El pasatiempo nacional pudiera tener más quilates todavía si no fuera por la evidente supervisión y vigilancia del gobierno. Una asesoría partidista dirigida a “moderar la presión” que pudiera suscitarse en la fanaticada presente en los estadios, politiza subrepticiamente y desazona la lógica rivalidad competitiva para evitar una riña tumultuaria de insospechada magnitud. Nos sorprende cómo los directores de cada equipo hablan en las entrevistas del “aguerrido” contrario —como si se tratara de soldados o practicantes de una disciplina de lucha— y cuánto elogian a sus oponentes en general. También escuchamos las “palabras” y comparecencias de algún dirigente partidista o de la Comisión de Béisbol, la reiterativa alusión de los narradores a que “todos somos cubanos” —acompañadas por imágenes televisivas de torneos internacionales en los que jugadores de diferentes regiones de Cuba que nos han representado, nos regalaron momentos sensacionales—, los comentarios de que los directores fulano y mengano son amigos fuera del terreno, etc.

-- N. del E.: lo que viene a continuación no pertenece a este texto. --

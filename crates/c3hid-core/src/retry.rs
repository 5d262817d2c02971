//! Bounded polling policy and the clock it waits on.

use std::thread;
use std::time::{Duration, Instant};

use serde::{Deserialize, Serialize};

/// Source of time for waits. Swapped for [`FakeClock`] in tests.
pub trait Clock {
    /// Time elapsed since the clock was created.
    fn now(&self) -> Duration;

    fn sleep(&mut self, duration: Duration);
}

/// Wall clock backed by `std::thread::sleep`.
#[derive(Debug, Clone, Copy)]
pub struct SystemClock {
    origin: Instant,
}

impl Default for SystemClock {
    fn default() -> Self {
        Self {
            origin: Instant::now(),
        }
    }
}

impl Clock for SystemClock {
    fn now(&self) -> Duration {
        self.origin.elapsed()
    }

    fn sleep(&mut self, duration: Duration) {
        thread::sleep(duration);
    }
}

/// Clock that advances only when slept on, and records every sleep.
#[derive(Debug, Clone, Default)]
pub struct FakeClock {
    now: Duration,
    sleeps: Vec<Duration>,
}

impl FakeClock {
    pub fn new() -> Self {
        Self::default()
    }

    pub fn sleeps(&self) -> &[Duration] {
        &self.sleeps
    }

    /// Sum of all sleeps so far.
    pub fn total_slept(&self) -> Duration {
        self.sleeps.iter().sum()
    }
}

impl Clock for FakeClock {
    fn now(&self) -> Duration {
        self.now
    }

    fn sleep(&mut self, duration: Duration) {
        self.now += duration;
        self.sleeps.push(duration);
    }
}

/// Result of one polling attempt.
#[derive(Debug, Clone, PartialEq, Eq)]
pub enum Attempt<T> {
    Ready(T),
    Pending,
}

/// Why a poll ended without a ready value.
#[derive(Debug, Clone, PartialEq, Eq)]
pub enum PollError<E> {
    /// Attempt budget or deadline used up.
    Exhausted { attempts: u32 },
    /// The attempt itself failed.
    Failed(E),
}

/// Bounded retry: at most `max_attempts` tries, `delay_ms` apart, optionally
/// cut short by an overall deadline.
#[derive(Debug, Clone, Copy, PartialEq, Eq, Serialize, Deserialize)]
#[serde(default)]
pub struct RetryPolicy {
    pub max_attempts: u32,
    pub delay_ms: u64,
    pub deadline_ms: Option<u64>,
}

impl Default for RetryPolicy {
    fn default() -> Self {
        Self {
            max_attempts: 50,
            delay_ms: 10,
            deadline_ms: None,
        }
    }
}

impl RetryPolicy {
    pub fn delay(&self) -> Duration {
        Duration::from_millis(self.delay_ms)
    }

    pub fn deadline(&self) -> Option<Duration> {
        self.deadline_ms.map(Duration::from_millis)
    }

    /// Call `attempt` until it is ready, fails, or the budget runs out.
    pub fn poll<T, E, C: Clock>(
        &self,
        clock: &mut C,
        mut attempt: impl FnMut() -> Result<Attempt<T>, E>,
    ) -> Result<T, PollError<E>> {
        let start = clock.now();
        let mut attempts = 0;
        loop {
            attempts += 1;
            if let Attempt::Ready(value) = attempt().map_err(PollError::Failed)? {
                return Ok(value);
            }
            let past_deadline = self
                .deadline()
                .is_some_and(|d| clock.now().saturating_sub(start) >= d);
            if attempts >= self.max_attempts.max(1) || past_deadline {
                return Err(PollError::Exhausted { attempts });
            }
            clock.sleep(self.delay());
        }
    }
}

#[cfg(test)]
mod tests {
    use super::*;

    #[test]
    fn test_ready_after_pending() {
        let policy = RetryPolicy::default();
        let mut clock = FakeClock::new();
        let mut left = 3;
        let value = policy
            .poll(&mut clock, || -> Result<_, ()> {
                if left == 0 {
                    Ok(Attempt::Ready(7))
                } else {
                    left -= 1;
                    Ok(Attempt::Pending)
                }
            })
            .unwrap();
        assert_eq!(value, 7);
        assert_eq!(clock.sleeps().len(), 3);
        assert_eq!(clock.total_slept(), Duration::from_millis(30));
    }

    #[test]
    fn test_exhausts_attempt_budget() {
        let policy = RetryPolicy::default();
        let mut clock = FakeClock::new();
        let mut calls = 0;
        let result: Result<(), _> = policy.poll(&mut clock, || -> Result<_, ()> {
            calls += 1;
            Ok(Attempt::Pending)
        });
        assert_eq!(result, Err(PollError::Exhausted { attempts: 50 }));
        assert_eq!(calls, 50);
        assert_eq!(clock.sleeps().len(), 49);
    }

    #[test]
    fn test_deadline_cuts_polling_short() {
        let policy = RetryPolicy {
            max_attempts: 1000,
            delay_ms: 10,
            deadline_ms: Some(35),
        };
        let mut clock = FakeClock::new();
        let result: Result<(), _> = policy.poll(&mut clock, || -> Result<_, ()> { Ok(Attempt::Pending) });
        assert_eq!(result, Err(PollError::Exhausted { attempts: 5 }));
    }

    #[test]
    fn test_failure_stops_immediately() {
        let policy = RetryPolicy::default();
        let mut clock = FakeClock::new();
        let result: Result<(), _> = policy.poll(&mut clock, || Err("boom"));
        assert_eq!(result, Err(PollError::Failed("boom")));
        assert!(clock.sleeps().is_empty());
    }
}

Pero los que “se llevan la mala” son los árbitros. Hasta hace poco me cuestionaba por qué se equivocaban tanto. Me indignaba que no estuvieran a la altura del béisbol que se juega en nuestro país y de la calidad de sus protagonistas. Resulta exasperante verlos equivocarse ‘alternativamente’ a favor de unos y otros. Ahora pienso que tienen la misión de compensar cada ‘jugada cantada’ que haya sido apretada o errática con la decisión posterior que favorezca al adversario para compensar a los hinchas y jugadores de ambas novenas. Son las costuras policiales de una pelota que se reinventó en Cuba después de 1959 y cuyos árbitros supremos todo lo supervisan y manipulan, con lo que denotan que el llamado «béisbol revolucionario» permanece en los calabozos mentales de un modelo en el que todos estamos sujetos al juego sucio de un grupo en pro de su bienestar.